Ile masz stron internetowych? Jeśli dopiero zaczynasz swoją działalność w sieci, być może tylko jedną, lecz jeśli jesteś już doświadczonym przedsiębiorcą prawdopodobnie znacznie więcej.
Wielu sprzedawców, autorów, trenerów i freelancerów posiada oddzielną stronę dla każdego biznesu, organizowanego wydarzenia lub bloga.
Niektórzy produkują nowe strony w trybie hurtowym – przynajmniej raz na kilka miesięcy, za każdym razem, kiedy wpadną na pomysł na nowy biznes: bez względu na to, czy to nowa książka, czy program partnerski.
Nim się obejrzą, są w posiadaniu całego arsenału witryn, z którcyh każda pełni inną funkcję. Każdej z nich przypisane są oddzielne profile w mediach społecznościowych, oddzielne blogi i listy mailingowe.

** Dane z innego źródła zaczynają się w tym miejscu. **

//! Record/replay interception for asynchronous HTTP clients.
//!
//! Each intercepted client keeps its own continuation shape: a single
//! callback ([`ports::CallbackClient`]), a deferred response with a body
//! protocol ([`ports::Agent`]), or a key stage followed by a response stage
//! ([`ports::FetchClient`]). The [`splice::Splicer`] decides per call whether
//! to replay from the [`cassette::Cassette`], forward and record, or answer
//! with a synthetic `599`, and guarantees exactly one delivery.

pub mod adapters;
pub mod canonical;
pub mod cassette;
pub mod cli;
pub mod commands;
pub mod config;
pub mod error;
pub mod logging;
pub mod ports;
pub mod splice;

use clap::Parser;

/// Run the CLI with the provided arguments.
///
/// # Errors
///
/// Returns an error string when argument parsing fails or command execution fails.
pub fn run<I, T>(args: I) -> Result<(), String>
where
    I: IntoIterator<Item = T>,
    T: Into<std::ffi::OsString> + Clone,
{
    config::load_dotenv();
    let cli = match cli::Cli::try_parse_from(args) {
        Ok(cli) => cli,
        // --help and --version
        Err(err) if !err.use_stderr() => {
            print!("{err}");
            return Ok(());
        }
        Err(err) => return Err(err.to_string()),
    };
    logging::init_cli_logger(cli.verbose);
    commands::dispatch(&cli.command)
}

#[cfg(test)]
mod tests {
    use super::run;

    #[test]
    fn run_errors_on_unknown_subcommand() {
        let result = run(["vcr-splice", "unknown"]);
        assert!(result.is_err());
    }

    #[test]
    fn run_errors_on_missing_cassette_for_inspect() {
        let path = std::env::temp_dir().join("vcr_splice_lib_missing.yaml");
        let _ = std::fs::remove_file(&path);
        let result = run(["vcr-splice".into(), "inspect".into(), path.into_os_string()]);
        assert!(result.is_err());
    }
}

Nowe witryny to nie tylko seria codziennych obowiązków, ale także koszty. Swój czas i uwagę musisz dzielić pomiędzy wszystkie strony. Czeka Cię w związku z tym podwójna lub nawet potrójna ilość pracy.

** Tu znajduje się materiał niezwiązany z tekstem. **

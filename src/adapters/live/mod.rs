//! Live adapters for the real network and runtime.

pub mod agent;
pub mod callback;
pub mod clock;
pub mod diagnostics;
pub mod fetch;
pub mod scheduler;

use reqwest::header::{HeaderMap, HeaderName, HeaderValue};
use reqwest::{Method, RequestBuilder, StatusCode};

use crate::canonical::Headers;

/// Converts a reqwest header map, keeping repeated values in order.
fn headers_from(map: &HeaderMap) -> Headers {
    let mut headers = Headers::new();
    for (name, value) in map {
        headers.add(name.as_str(), String::from_utf8_lossy(value.as_bytes()).into_owned());
    }
    headers
}

/// Adds every header value to `builder`, skipping ones reqwest rejects.
fn apply_headers(mut builder: RequestBuilder, headers: &Headers) -> RequestBuilder {
    for (name, value) in headers.pairs() {
        match (HeaderName::from_bytes(name.as_bytes()), HeaderValue::from_str(value)) {
            (Ok(name), Ok(value)) => builder = builder.header(name, value),
            _ => tracing::warn!(header = name, "skipping invalid request header"),
        }
    }
    builder
}

fn parse_method(method: &str) -> Result<Method, String> {
    Method::from_bytes(method.to_ascii_uppercase().as_bytes())
        .map_err(|_| format!("invalid HTTP method: {method}"))
}

fn reason_phrase(status: StatusCode) -> String {
    status.canonical_reason().unwrap_or_default().to_string()
}

#[cfg(test)]
mod tests {
    use super::*;

    #[test]
    fn header_map_keeps_repeated_values() {
        let mut map = HeaderMap::new();
        map.append("set-cookie", HeaderValue::from_static("a=1"));
        map.append("set-cookie", HeaderValue::from_static("b=2"));
        map.insert("content-type", HeaderValue::from_static("text/plain"));
        let headers = headers_from(&map);
        assert_eq!(headers.get_all("Set-Cookie"), ["a=1", "b=2"]);
        assert_eq!(headers.get("content-type"), Some("text/plain"));
    }

    #[test]
    fn methods_are_case_insensitive() {
        assert_eq!(parse_method("patch").unwrap(), Method::PATCH);
        assert!(parse_method("NOT A METHOD").is_err());
    }
}
//! Interception for single-callback clients.

use crate::ports::callback::{CallbackClient, HttpRequest, SendCallback};
use crate::splice::{CallContext, Capture, Normalize, Route, Splicer};

/// A [`CallbackClient`] that replays from, or records into, a cassette.
pub struct InterceptingCallbackClient {
    inner: Box<dyn CallbackClient>,
    splicer: Splicer,
}

impl InterceptingCallbackClient {
    /// Wraps `inner`; forwarded requests go to it.
    pub fn new(inner: Box<dyn CallbackClient>, splicer: Splicer) -> Self {
        Self { inner, splicer }
    }
}

impl CallbackClient for InterceptingCallbackClient {
    fn send(&self, request: HttpRequest, on_done: SendCallback) {
        let mut context = CallContext::new(request.normalize(), self.splicer.now());
        match self.splicer.route(&mut context, request.shape()) {
            Route::Replay(interaction) => {
                self.splicer.replay_later(context.bind(on_done), interaction);
            }
            Route::Reject(error) => self.splicer.reject_later(context.bind(on_done), error),
            Route::Drop => self.splicer.abandon(context),
            Route::Forward => {
                let splicer = self.splicer.clone();
                self.inner.send(
                    request,
                    Box::new(move |result| {
                        let mut context = context;
                        match &result {
                            Ok(response) => splicer.record(&mut context, response.capture()),
                            Err(_) => splicer.skip_recording(&mut context),
                        }
                        splicer.deliver(context.bind(on_done), result);
                    }),
                );
            }
        }
    }
}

Większa liczba prowadzonych witryn oznacza równocześnie, że trudniej będzie Ci określić jednorodną strategię biznesową dla Twojej, rozrastającej się w różnych kierunkach działalności.
Jeden z przedsiębiorców, który zwrócił się do mnie o pomoc, był właścicielem tylu stron, że nawet jego długoletni pracownicy nie potrafili ich zliczyć. Sam lejek sprzedażowy wyglądał jak labirynt prowadzący przez kolejne strony i odnośniki, co czyniło proces śledzenia przepływu użytkowników istnym koszmarem. To z kolei negatywnie wpływało na możliwości pozycjonowania witryny w wyszukiwarkach.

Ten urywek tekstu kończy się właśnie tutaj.